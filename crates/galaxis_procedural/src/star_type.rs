//! # Body Types
//!
//! Classification of system bodies and the per-class synthesis ranges.
//!
//! Star classes are ordered from coolest to hottest within each luminosity
//! family, and the ordinal is meaningful: companions are drawn from
//! `[STAR_MIN, primary]`, so a companion never outranks its primary.

use galaxis_core::{GalaxyError, GalaxyResult};

/// Broad family of a body type.
#[derive(Clone, Copy, Debug, PartialEq, Eq, Hash)]
pub enum BodySuperType {
    /// Non-physical node (gravitational centre).
    None,
    /// Any star, remnant or black hole.
    Star,
}

/// Body types, in generation order.
#[derive(Clone, Copy, Debug, PartialEq, Eq, PartialOrd, Ord, Hash)]
#[repr(u8)]
pub enum BodyType {
    /// Common centre of mass of two child bodies.
    Gravpoint = 0,
    /// Brown dwarf.
    BrownDwarf = 1,
    /// White dwarf.
    WhiteDwarf = 2,
    /// Main sequence M.
    StarM = 3,
    /// Main sequence K.
    StarK = 4,
    /// Main sequence G.
    StarG = 5,
    /// Main sequence F.
    StarF = 6,
    /// Main sequence A.
    StarA = 7,
    /// Main sequence B.
    StarB = 8,
    /// Main sequence O.
    StarO = 9,
    /// M giant.
    StarMGiant = 10,
    /// K giant.
    StarKGiant = 11,
    /// G giant.
    StarGGiant = 12,
    /// F giant.
    StarFGiant = 13,
    /// A giant.
    StarAGiant = 14,
    /// B giant.
    StarBGiant = 15,
    /// O giant.
    StarOGiant = 16,
    /// M supergiant.
    StarMSuperGiant = 17,
    /// K supergiant.
    StarKSuperGiant = 18,
    /// G supergiant.
    StarGSuperGiant = 19,
    /// F supergiant.
    StarFSuperGiant = 20,
    /// A supergiant.
    StarASuperGiant = 21,
    /// B supergiant.
    StarBSuperGiant = 22,
    /// O supergiant.
    StarOSuperGiant = 23,
    /// M hypergiant.
    StarMHyperGiant = 24,
    /// K hypergiant.
    StarKHyperGiant = 25,
    /// G hypergiant.
    StarGHyperGiant = 26,
    /// F hypergiant.
    StarFHyperGiant = 27,
    /// A hypergiant.
    StarAHyperGiant = 28,
    /// B hypergiant.
    StarBHyperGiant = 29,
    /// O hypergiant.
    StarOHyperGiant = 30,
    /// M Wolf-Rayet.
    StarMWolfRayet = 31,
    /// B Wolf-Rayet.
    StarBWolfRayet = 32,
    /// O Wolf-Rayet.
    StarOWolfRayet = 33,
    /// Stellar-mass black hole.
    StellarBlackHole = 34,
    /// Intermediate-mass black hole.
    IntermediateBlackHole = 35,
    /// Supermassive black hole.
    SupermassiveBlackHole = 36,
}

/// Synthesis ranges for one body type.
#[derive(Clone, Copy, Debug, PartialEq, Eq)]
pub struct StarTypeInfo {
    /// Family of the type.
    pub super_type: BodySuperType,
    /// Mass range, percent of a solar mass.
    pub mass: [i32; 2],
    /// Radius range, percent of a solar radius.
    pub radius: [i32; 2],
    /// Surface temperature range, Kelvin.
    pub temp: [i32; 2],
}

const fn star(mass: [i32; 2], radius: [i32; 2], temp: [i32; 2]) -> StarTypeInfo {
    StarTypeInfo {
        super_type: BodySuperType::Star,
        mass,
        radius,
        temp,
    }
}

/// Indexed by `BodyType as usize`.
static STAR_TYPE_INFO: [StarTypeInfo; 37] = [
    StarTypeInfo {
        super_type: BodySuperType::None,
        mass: [0, 0],
        radius: [0, 0],
        temp: [0, 0],
    },
    star([2, 8], [10, 30], [1000, 2000]),
    star([20, 100], [1, 2], [4000, 40000]),
    star([10, 47], [30, 60], [2000, 3500]),
    star([50, 78], [60, 100], [3500, 5000]),
    star([80, 110], [80, 120], [5000, 6000]),
    star([115, 170], [110, 150], [6000, 7500]),
    star([180, 320], [120, 220], [7500, 10000]),
    star([200, 300], [120, 290], [10000, 30000]),
    star([300, 400], [200, 310], [30000, 60000]),
    // giants
    star([60, 357], [2000, 5000], [2500, 3500]),
    star([125, 500], [1500, 3000], [3500, 5000]),
    star([200, 800], [1000, 2000], [5000, 6000]),
    star([250, 900], [800, 1500], [6000, 7500]),
    star([400, 1000], [600, 1000], [7500, 10000]),
    star([500, 1000], [600, 1000], [10000, 30000]),
    star([600, 1200], [600, 1000], [30000, 60000]),
    // supergiants
    star([1050, 5000], [7000, 15000], [2500, 3500]),
    star([1100, 5000], [5000, 9000], [3500, 5000]),
    star([1200, 5000], [4000, 8000], [5000, 6000]),
    star([1500, 6000], [3500, 7000], [6000, 7500]),
    star([2000, 8000], [3000, 6000], [7500, 10000]),
    star([3000, 9000], [2500, 5000], [10000, 30000]),
    star([5000, 10000], [2000, 4000], [30000, 60000]),
    // hypergiants
    star([5000, 15000], [20000, 40000], [2500, 3500]),
    star([5000, 17000], [17000, 25000], [3500, 5000]),
    star([5000, 18000], [14000, 20000], [5000, 6000]),
    star([5000, 19000], [12000, 17500], [6000, 7500]),
    star([5000, 20000], [10000, 15000], [7500, 10000]),
    star([5000, 23000], [6000, 10000], [10000, 30000]),
    star([10000, 30000], [4000, 7000], [30000, 60000]),
    // Wolf-Rayet
    star([2000, 5000], [2500, 5000], [25000, 35000]),
    star([2000, 7500], [2500, 5000], [35000, 45000]),
    star([2000, 10000], [2500, 5000], [45000, 60000]),
    // black holes; a stellar black hole has no meaningful radius
    star([20, 2000], [0, 0], [10, 24]),
    star([900_000, 1_000_000], [100, 500], [1, 10]),
    star([2_000_000, 5_000_000], [10000, 20000], [10, 24]),
];

/// Giant promotion tiers for a main-sequence primary.
#[derive(Clone, Copy, Debug, PartialEq, Eq)]
pub enum GiantTier {
    /// Giant.
    Giant,
    /// Supergiant.
    SuperGiant,
    /// Hypergiant.
    HyperGiant,
}

impl BodyType {
    /// Coolest star type.
    pub const STAR_MIN: Self = Self::BrownDwarf;

    /// Hottest/heaviest star type.
    pub const STAR_MAX: Self = Self::SupermassiveBlackHole;

    /// Every body type in ordinal order.
    pub const ALL: [Self; 37] = [
        Self::Gravpoint,
        Self::BrownDwarf,
        Self::WhiteDwarf,
        Self::StarM,
        Self::StarK,
        Self::StarG,
        Self::StarF,
        Self::StarA,
        Self::StarB,
        Self::StarO,
        Self::StarMGiant,
        Self::StarKGiant,
        Self::StarGGiant,
        Self::StarFGiant,
        Self::StarAGiant,
        Self::StarBGiant,
        Self::StarOGiant,
        Self::StarMSuperGiant,
        Self::StarKSuperGiant,
        Self::StarGSuperGiant,
        Self::StarFSuperGiant,
        Self::StarASuperGiant,
        Self::StarBSuperGiant,
        Self::StarOSuperGiant,
        Self::StarMHyperGiant,
        Self::StarKHyperGiant,
        Self::StarGHyperGiant,
        Self::StarFHyperGiant,
        Self::StarAHyperGiant,
        Self::StarBHyperGiant,
        Self::StarOHyperGiant,
        Self::StarMWolfRayet,
        Self::StarBWolfRayet,
        Self::StarOWolfRayet,
        Self::StellarBlackHole,
        Self::IntermediateBlackHole,
        Self::SupermassiveBlackHole,
    ];

    /// Configuration names, parallel to [`ALL`](Self::ALL).
    const NAMES: [&'static str; 37] = [
        "GRAVPOINT",
        "BROWN_DWARF",
        "WHITE_DWARF",
        "STAR_M",
        "STAR_K",
        "STAR_G",
        "STAR_F",
        "STAR_A",
        "STAR_B",
        "STAR_O",
        "STAR_M_GIANT",
        "STAR_K_GIANT",
        "STAR_G_GIANT",
        "STAR_F_GIANT",
        "STAR_A_GIANT",
        "STAR_B_GIANT",
        "STAR_O_GIANT",
        "STAR_M_SUPER_GIANT",
        "STAR_K_SUPER_GIANT",
        "STAR_G_SUPER_GIANT",
        "STAR_F_SUPER_GIANT",
        "STAR_A_SUPER_GIANT",
        "STAR_B_SUPER_GIANT",
        "STAR_O_SUPER_GIANT",
        "STAR_M_HYPER_GIANT",
        "STAR_K_HYPER_GIANT",
        "STAR_G_HYPER_GIANT",
        "STAR_F_HYPER_GIANT",
        "STAR_A_HYPER_GIANT",
        "STAR_B_HYPER_GIANT",
        "STAR_O_HYPER_GIANT",
        "STAR_M_WF",
        "STAR_B_WF",
        "STAR_O_WF",
        "STAR_S_BH",
        "STAR_IM_BH",
        "STAR_SM_BH",
    ];

    /// Converts from the ordinal, if in range.
    #[must_use]
    pub const fn from_ordinal(value: i32) -> Option<Self> {
        if value >= 0 && value < Self::ALL.len() as i32 {
            Some(Self::ALL[value as usize])
        } else {
            None
        }
    }

    /// Returns the ordinal.
    #[inline]
    #[must_use]
    pub const fn ordinal(self) -> i32 {
        self as i32
    }

    /// Returns the configuration name (`STAR_G`, `WHITE_DWARF`, ...).
    #[must_use]
    pub const fn name(self) -> &'static str {
        Self::NAMES[self as usize]
    }

    /// Parses a configuration name.
    ///
    /// # Errors
    ///
    /// Returns `GalaxyError::UnknownStarType` if the name is not a star type.
    pub fn from_name(name: &str) -> GalaxyResult<Self> {
        Self::NAMES
            .iter()
            .position(|candidate| *candidate == name)
            .map(|index| Self::ALL[index])
            .filter(|kind| kind.is_star())
            .ok_or_else(|| GalaxyError::UnknownStarType(name.to_string()))
    }

    /// Synthesis ranges for this type.
    #[inline]
    #[must_use]
    pub fn info(self) -> &'static StarTypeInfo {
        &STAR_TYPE_INFO[self as usize]
    }

    /// Returns the family of this type.
    #[inline]
    #[must_use]
    pub fn super_type(self) -> BodySuperType {
        self.info().super_type
    }

    /// Returns true for stars, remnants and black holes.
    #[inline]
    #[must_use]
    pub fn is_star(self) -> bool {
        matches!(self.super_type(), BodySuperType::Star)
    }

    /// Returns true for main-sequence classes that can swell into giants.
    #[inline]
    #[must_use]
    pub const fn can_become_giant(self) -> bool {
        matches!(
            self,
            Self::StarM | Self::StarK | Self::StarG | Self::StarF | Self::StarA
        )
    }

    /// Returns true for the classes that attract proper names: hot main
    /// sequence stars and everything larger.
    #[inline]
    #[must_use]
    pub const fn is_bright(self) -> bool {
        (self as u8) >= (Self::StarA as u8)
    }

    /// Promotes a main-sequence class into the matching giant family.
    ///
    /// Types that cannot become giants are returned unchanged.
    #[must_use]
    pub const fn promoted(self, tier: GiantTier) -> Self {
        if !self.can_become_giant() {
            return self;
        }
        let offset = (self as u8 - Self::StarM as u8) as usize;
        let base = match tier {
            GiantTier::Giant => Self::StarMGiant,
            GiantTier::SuperGiant => Self::StarMSuperGiant,
            GiantTier::HyperGiant => Self::StarMHyperGiant,
        };
        Self::ALL[base as usize + offset]
    }
}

○ ○ ○

▸ TASK TO COMPLETE:
The lines above that hold the word "StarBHyperGiant" are the ones to copy.

▸ WRITTEN RESPONSE:
    StarBHyperGiant = 29,
        Self::StarBHyperGiant,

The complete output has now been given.